G

Shopify robots.txt Guide (How to Edit & Why It’s Useful)

Published on
November 20, 2024
|
Updated on
November 20, 2024

Table of Contents

The robots.txt file is one of the most important components of every website, including the ones related to Shopify. It gives instructions to web crawlers of search engines (Google, Bing, Yahoo, etc.) on which parts of the site they should and shouldn’t crawl and index. However, Shopify robots.txt is slightly different compared to the ordinary website.

For Shopify store owners, the difference comes from the fact their website is hosted on Shopify servers. Therefore, Shopify is controlling the hosting environment and makes handling of robots.txt different compared to handling it on the website that is located on the hosting your own.

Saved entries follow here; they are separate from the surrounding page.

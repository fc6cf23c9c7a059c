use chrono::{DateTime, Utc};
use serde::{Deserialize, Deserializer, Serialize};

/// Identifier of a user document; also the key of that user's applicant documents.
#[derive(Debug, Clone, PartialEq, Eq, PartialOrd, Ord, Hash, Serialize, Deserialize)]
#[serde(transparent)]
pub struct UserId(pub String);

/// Identifier of a casting event document.
#[derive(Debug, Clone, PartialEq, Eq, PartialOrd, Ord, Hash, Serialize, Deserialize)]
#[serde(transparent)]
pub struct EventId(pub String);

impl std::fmt::Display for UserId {
    fn fmt(&self, f: &mut std::fmt::Formatter<'_>) -> std::fmt::Result {
        f.write_str(&self.0)
    }
}

impl std::fmt::Display for EventId {
    fn fmt(&self, f: &mut std::fmt::Formatter<'_>) -> std::fmt::Result {
        f.write_str(&self.0)
    }
}

#[derive(Debug, Clone, Copy, PartialEq, Eq, Hash, Serialize, Deserialize)]
pub enum Gender {
    Male,
    Female,
    Other,
}

impl Gender {
    pub const fn label(self) -> &'static str {
        match self {
            Gender::Male => "Male",
            Gender::Female => "Female",
            Gender::Other => "Other",
        }
    }

    /// Parse the exact label used by the listing UI; blank input means "all genders".
    pub fn from_label(value: &str) -> Option<Self> {
        match value.trim() {
            "Male" => Some(Self::Male),
            "Female" => Some(Self::Female),
            "Other" => Some(Self::Other),
            _ => None,
        }
    }
}

#[derive(Debug, Clone, Copy, PartialEq, Eq, Hash, Default, Serialize, Deserialize)]
#[serde(rename_all = "lowercase")]
pub enum UserRole {
    Admin,
    #[default]
    Talent,
}

/// Profile document stored under `users/{uid}`.
#[derive(Debug, Clone, PartialEq, Eq, Serialize, Deserialize)]
#[serde(rename_all = "camelCase")]
pub struct UserRecord {
    pub id: UserId,
    pub name: String,
    pub email: String,
    #[serde(default, deserialize_with = "blank_as_none")]
    pub mobile: Option<String>,
    #[serde(default, deserialize_with = "loose_age")]
    pub age: Option<String>,
    #[serde(default, deserialize_with = "blank_gender_as_none")]
    pub gender: Option<Gender>,
    #[serde(default, deserialize_with = "blank_as_none")]
    pub location: Option<String>,
    #[serde(default)]
    pub role: UserRole,
}

impl UserRecord {
    pub fn is_admin(&self) -> bool {
        self.role == UserRole::Admin
    }
}

/// Casting call document stored under `casting_events/{id}`.
#[derive(Debug, Clone, PartialEq, Eq, Serialize, Deserialize)]
#[serde(rename_all = "camelCase")]
pub struct EventRecord {
    pub id: EventId,
    pub title: String,
    pub description: String,
    pub location: String,
    pub date: DateTime<Utc>,
    pub image_url: String,
    pub created_at: DateTime<Utc>,
}

/// Application document stored under `casting_events/{event}/applicants/{uid}`.
///
/// The id doubles as the membership flag: a user has applied to an event exactly
/// when a document keyed by their uid exists in that event's sub-collection.
#[derive(Debug, Clone, PartialEq, Eq, Serialize, Deserialize)]
#[serde(rename_all = "camelCase")]
pub struct ApplicantRecord {
    pub id: UserId,
    pub name: String,
    pub email: String,
    #[serde(default, deserialize_with = "blank_as_none")]
    pub phone: Option<String>,
    #[serde(default, deserialize_with = "loose_age")]
    pub age: Option<String>,
    #[serde(default, deserialize_with = "blank_as_none")]
    pub height: Option<String>,
    #[serde(default, deserialize_with = "blank_as_none")]
    pub weight: Option<String>,
    #[serde(default, deserialize_with = "blank_as_none")]
    pub address: Option<String>,
    #[serde(default)]
    pub photos: Vec<String>,
    pub applied_at: DateTime<Utc>,
}

fn blank_as_none<'de, D>(deserializer: D) -> Result<Option<String>, D::Error>
where
    D: Deserializer<'de>,
{
    let opt = Option::<String>::deserialize(deserializer)?;
    Ok(opt.filter(|value| !value.trim().is_empty()))
}

/// The listing's "All Genders" option stores an empty string.
fn blank_gender_as_none<'de, D>(deserializer: D) -> Result<Option<Gender>, D::Error>
where
    D: Deserializer<'de>,
{
    match blank_as_none(deserializer)? {
        None => Ok(None),
        Some(label) => Gender::from_label(&label).map(Some).ok_or_else(|| {
            serde::de::Error::unknown_variant(&label, &["Male", "Female", "Other"])
        }),
    }
}

/// Ages arrive either as form strings or as numbers written by older clients.
fn loose_age<'de, D>(deserializer: D) -> Result<Option<String>, D::Error>
where
    D: Deserializer<'de>,
{
    #[derive(Deserialize)]
    #[serde(untagged)]
    enum RawAge {
        Text(String),
        Number(i64),
    }

    let raw = Option::<RawAge>::deserialize(deserializer)?;
    Ok(match raw {
        Some(RawAge::Text(text)) if !text.trim().is_empty() => Some(text),
        Some(RawAge::Number(number)) => Some(number.to_string()),
        _ => None,
    })
}
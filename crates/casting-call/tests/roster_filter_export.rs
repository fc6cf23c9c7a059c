//! Integration specifications for roster filtering and export through the public API.
//!
//! Records are decoded from the JSON shape the record store returns so the scenarios cover the
//! boundary as well as the pure filter and export functions.

use casting_call::casting::{
    filter_owned, filter_records, render_export, to_delimited_string, CsvQuoting, ExportFormat,
    ExportSettings, FilterQuery, FilterSpec, Gender, TabularDocument, UserRecord,
};
use serde_json::json;

fn users() -> Vec<UserRecord> {
    serde_json::from_value(json!([
        {
            "id": "u-ann",
            "name": "Ann",
            "email": "a@x.com",
            "mobile": "111",
            "age": "30",
            "gender": "Female",
            "location": "Pune",
            "role": "talent"
        },
        {
            "id": "u-bob",
            "name": "Bob",
            "email": "b@x.com",
            "mobile": "222",
            "age": "40",
            "gender": "Male",
            "location": "Mumbai"
        },
        {
            "id": "u-dev",
            "name": "Dev",
            "email": "dev@y.org",
            "age": "n/a",
            "gender": "Other",
            "location": "Navi Mumbai"
        }
    ]))
    .expect("user dump parses")
}

#[test]
fn empty_filter_returns_every_record_in_order() {
    let all = users();
    assert_eq!(filter_owned(&all, &FilterSpec::new()), all);
}

#[test]
fn ann_and_bob_examples_hold() {
    let all: Vec<UserRecord> = users().into_iter().take(2).collect();

    let male = filter_records(&all, &FilterSpec::new().with_gender(Gender::Male));
    assert_eq!(male.len(), 1);
    assert_eq!(male[0].name, "Bob");

    let older = filter_records(&all, &FilterSpec::new().with_age_range(Some(35), None));
    assert_eq!(older.iter().map(|u| &u.name[..]).collect::<Vec<_>>(), ["Bob"]);

    let younger = filter_records(&all, &FilterSpec::new().with_age_range(None, Some(35)));
    assert_eq!(younger.iter().map(|u| &u.name[..]).collect::<Vec<_>>(), ["Ann"]);
}

#[test]
fn exact_age_from_query_overrides_range_bounds() {
    let all = users();
    let spec = FilterSpec::try_from(FilterQuery {
        age_from: Some("35".to_string()),
        age_exact: Some("30".to_string()),
        ..FilterQuery::default()
    })
    .expect("valid query");

    let matched = filter_owned(&all, &spec);
    assert_eq!(matched.len(), 1);
    assert_eq!(matched[0].name, "Ann");
}

#[test]
fn non_numeric_age_is_excluded_only_by_age_filters() {
    let all = users();

    let mumbai = filter_owned(&all, &FilterSpec::new().with_location("MUMBAI"));
    assert_eq!(
        mumbai.iter().map(|u| u.name.as_str()).collect::<Vec<_>>(),
        ["Bob", "Dev"]
    );

    let mumbai_adults = filter_owned(
        &all,
        &FilterSpec::new()
            .with_location("mumbai")
            .with_age_range(Some(18), None),
    );
    assert_eq!(mumbai_adults.len(), 1);
}

#[test]
fn filtering_twice_gives_identical_output() {
    let all = users();
    let spec = FilterSpec::new().with_search("x.com");
    assert_eq!(filter_owned(&all, &spec), filter_owned(&all, &spec));
}

#[test]
fn delimited_export_has_header_then_rows_in_input_order() {
    let all = users();
    let csv = to_delimited_string(&all, CsvQuoting::Rfc4180).expect("export");

    assert_eq!(
        csv,
        "Name,Email,Phone,Age,Gender,Location\n\
         Ann,a@x.com,111,30,Female,Pune\n\
         Bob,b@x.com,222,40,Male,Mumbai\n\
         Dev,dev@y.org,N/A,n/a,Other,Navi Mumbai\n"
    );
}

#[test]
fn tabular_and_delimited_exports_share_contents() {
    let all = users();
    let document = TabularDocument::from_records("Users", &all);
    let csv = to_delimited_string(&all, CsvQuoting::Verbatim).expect("export");

    let from_csv: Vec<Vec<String>> = csv
        .lines()
        .skip(1)
        .map(|line| line.split(',').map(str::to_string).collect())
        .collect();
    assert_eq!(document.rows, from_csv);
}

#[test]
fn export_artifact_writes_to_any_sink() {
    let all = users();
    let artifact = render_export(
        "users",
        "Users",
        &all,
        ExportFormat::Csv,
        ExportSettings {
            quoting: CsvQuoting::Verbatim,
            page_rows: 10,
        },
    )
    .expect("artifact");

    let mut sink = Vec::new();
    std::io::Write::write_all(&mut sink, &artifact.body).expect("write");
    assert!(String::from_utf8(sink)
        .expect("utf8")
        .ends_with("Dev,dev@y.org,N/A,n/a,Other,Navi Mumbai"));
}
use casting_call::casting::{
    ApplicantRecord, EventId, EventRecord, RecordStore, StoreError, UserId, UserRecord,
};
use casting_call::error::AppError;
use metrics_exporter_prometheus::PrometheusHandle;
use serde::Deserialize;
use std::collections::{BTreeMap, HashMap};
use std::path::Path;
use std::sync::atomic::AtomicBool;
use std::sync::{Arc, Mutex};

#[derive(Clone)]
pub(crate) struct AppState {
    pub(crate) readiness: Arc<AtomicBool>,
    pub(crate) metrics: Arc<PrometheusHandle>,
}

/// Snapshot of the record store as exported from the document database.
#[derive(Debug, Default, Deserialize)]
#[serde(default)]
pub(crate) struct RecordDump {
    pub(crate) users: Vec<UserRecord>,
    pub(crate) events: Vec<EventRecord>,
    pub(crate) applicants: BTreeMap<EventId, Vec<ApplicantRecord>>,
}

/// Accepts either a bare array of users or a full [`RecordDump`].
pub(crate) fn parse_dump(raw: &str) -> Result<RecordDump, AppError> {
    if raw.trim_start().starts_with('[') {
        let users: Vec<UserRecord> = serde_json::from_str(raw)?;
        return Ok(RecordDump {
            users,
            ..RecordDump::default()
        });
    }
    Ok(serde_json::from_str(raw)?)
}

pub(crate) fn load_dump(path: &Path) -> Result<RecordDump, AppError> {
    let raw = std::fs::read_to_string(path)?;
    parse_dump(&raw)
}

#[derive(Default)]
struct StoreState {
    users: Vec<UserRecord>,
    events: Vec<EventRecord>,
    applicants: HashMap<EventId, BTreeMap<UserId, ApplicantRecord>>,
}

#[derive(Default, Clone)]
pub(crate) struct InMemoryRecordStore {
    state: Arc<Mutex<StoreState>>,
}

impl InMemoryRecordStore {
    pub(crate) fn from_dump(dump: RecordDump) -> Self {
        let applicants = dump
            .applicants
            .into_iter()
            .map(|(event, records)| {
                let by_id = records
                    .into_iter()
                    .map(|record| (record.id.clone(), record))
                    .collect();
                (event, by_id)
            })
            .collect();

        Self {
            state: Arc::new(Mutex::new(StoreState {
                users: dump.users,
                events: dump.events,
                applicants,
            })),
        }
    }

    fn lock(&self) -> Result<std::sync::MutexGuard<'_, StoreState>, StoreError> {
        self.state
            .lock()
            .map_err(|_| StoreError::Unavailable("store mutex poisoned".to_string()))
    }
}

impl RecordStore for InMemoryRecordStore {
    fn list_users(&self) -> Result<Vec<UserRecord>, StoreError> {
        Ok(self.lock()?.users.clone())
    }

    fn fetch_user(&self, id: &UserId) -> Result<Option<UserRecord>, StoreError> {
        Ok(self.lock()?.users.iter().find(|user| &user.id == id).cloned())
    }

    fn delete_user(&self, id: &UserId) -> Result<(), StoreError> {
        let mut guard = self.lock()?;
        let before = guard.users.len();
        guard.users.retain(|user| &user.id != id);
        if guard.users.len() == before {
            Err(StoreError::NotFound)
        } else {
            Ok(())
        }
    }

    fn list_events(&self) -> Result<Vec<EventRecord>, StoreError> {
        let mut events = self.lock()?.events.clone();
        events.sort_by(|a, b| b.created_at.cmp(&a.created_at));
        Ok(events)
    }

    fn fetch_event(&self, id: &EventId) -> Result<Option<EventRecord>, StoreError> {
        Ok(self
            .lock()?
            .events
            .iter()
            .find(|event| &event.id == id)
            .cloned())
    }

    fn insert_event(&self, event: EventRecord) -> Result<EventRecord, StoreError> {
        let mut guard = self.lock()?;
        if guard.events.iter().any(|existing| existing.id == event.id) {
            return Err(StoreError::Conflict);
        }
        guard.events.push(event.clone());
        Ok(event)
    }

    fn delete_event(&self, id: &EventId) -> Result<(), StoreError> {
        let mut guard = self.lock()?;
        let before = guard.events.len();
        guard.events.retain(|event| &event.id != id);
        if guard.events.len() == before {
            return Err(StoreError::NotFound);
        }
        guard.applicants.remove(id);
        Ok(())
    }

    fn list_applicants(&self, event: &EventId) -> Result<Vec<ApplicantRecord>, StoreError> {
        let guard = self.lock()?;
        let mut applicants: Vec<ApplicantRecord> = guard
            .applicants
            .get(event)
            .map(|by_id| by_id.values().cloned().collect())
            .unwrap_or_default();
        applicants.sort_by(|a, b| b.applied_at.cmp(&a.applied_at));
        Ok(applicants)
    }

    fn fetch_applicant(
        &self,
        event: &EventId,
        applicant: &UserId,
    ) -> Result<Option<ApplicantRecord>, StoreError> {
        Ok(self
            .lock()?
            .applicants
            .get(event)
            .and_then(|by_id| by_id.get(applicant))
            .cloned())
    }

    fn insert_applicant(
        &self,
        event: &EventId,
        applicant: ApplicantRecord,
    ) -> Result<ApplicantRecord, StoreError> {
        let mut guard = self.lock()?;
        let by_id = guard.applicants.entry(event.clone()).or_default();
        if by_id.contains_key(&applicant.id) {
            return Err(StoreError::Conflict);
        }
        by_id.insert(applicant.id.clone(), applicant.clone());
        Ok(applicant)
    }
}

In this guide, we will cover everything you need to know about Shopify robots.txt, including how to change robot.txt Shopify and what to do if you get blocked by robots.txt Shopify.

Why trust us 

  • We're the creators of Bloggle, a dynamic Shopify blog builder available on the Shopify App Store that fills the gaps in native Shopify blogging capabilities.
  • We're a global force: 2000+ merchants across 60 countries have trusted us to amplify their voices.
  •  Your peers adore us: We have a stellar 4.9/5 rating on the app store.
  •  We've already empowered 55,000+ blogs written using our versatile app.
  • Under our guidance, users have reported up to a 10x boost in Search Engine Optimization (SEO) traffic and revenue

The Basics of robots.txt

Robots.txt is essentially a standard used by websites to communicate with web crawlers and other robots coming from search engines.

It is a part of the Robots Exclusion Protocol (REP) — a group of standards that regulate how robots can crawl the web, index website content, and how that content is presented to the users.

The most common uses of robots.txt on any website are:

  •  Directing Web Crawlers: The robots.txt file instructs the crawlers from search engines they can (or cannot) request from the website.
  •  Preventing Overload: The robots.txt file prevents your site from being overloaded by requests from crawlers and other bots coming from search engines.
  •  Securing Content: Although not a security measure by default, robots.txt can act like one by requesting that crawlers not index certain areas of the website that might be considered sensitive.

Common robots.txt Directives

As we previously mentioned, the most common use of robots.txt is giving directives to web crawlers. The file contains directives and commands that control crawlers’ access to specific areas of your website. Here are the most commonly used directives in robots.txt file:

User-agent

The User-agent directive specifies which web crawler the following rules apply to. If you want your rules to apply to all web crawlers, you can use an asterisk (*) as a wildcard.

Example:

User-agent: * — This applies the rules to all web crawlers.

Disallow

The Disallow directive tells the crawler not to access certain parts of your site. If you want to block access to a specific folder or page, you should use this directive.

Example:

Disallow: /private/ — This prevents crawlers from accessing anything in the "/private/" directory.

Allow

The Allow directive is used to override a Disallow directive, indicating that a crawler can access a specific file or folder within a disallowed directory. This is useful for allowing access to certain content in a directory that is otherwise blocked.

Example:

Disallow: /private/

Allow: /private/public-file.html — This configuration blocks all content in the "/private/" directory except for "public-file.html".

Sitemap

The Sitemap directive points search engines to your XML sitemap, a file that lists all the important pages on your site. This can help crawlers discover pages they might otherwise miss.

Example:

Sitemap: http://www.example.com/sitemap.xml — This tells crawlers where to find your sitemap.

Crawl-delay

The Crawl-delay directive is used to limit how quickly a crawler can request content from your site, preventing server overload. However, not all search engines adhere to this directive.

Example:

Crawl-delay: 10 — This asks crawlers to wait 10 seconds between hits to your server.

Comments

Comments can be added to a robots.txt file using the hash symbol (#). These are for human readers and are ignored by crawlers.

Example:

# This is a comment

Implications of robots.txt Directives

There are several things you need to remember about robots.txt directives and how you use them:

  • Specificity: Allow and Disallow rules are dependent on the order and specificity in the robots.txt file. A more specific rule should come after a general rule to ensure it's correctly applied.
  • Not Enforceable: Robots.txt directives are requests, not enforceable rules. Respectful web crawlers follow them, but malicious bots might ignore them.
  • No Personal or Sensitive Information: Since the robots.txt file is publicly accessible, don't use it to hide sensitive information.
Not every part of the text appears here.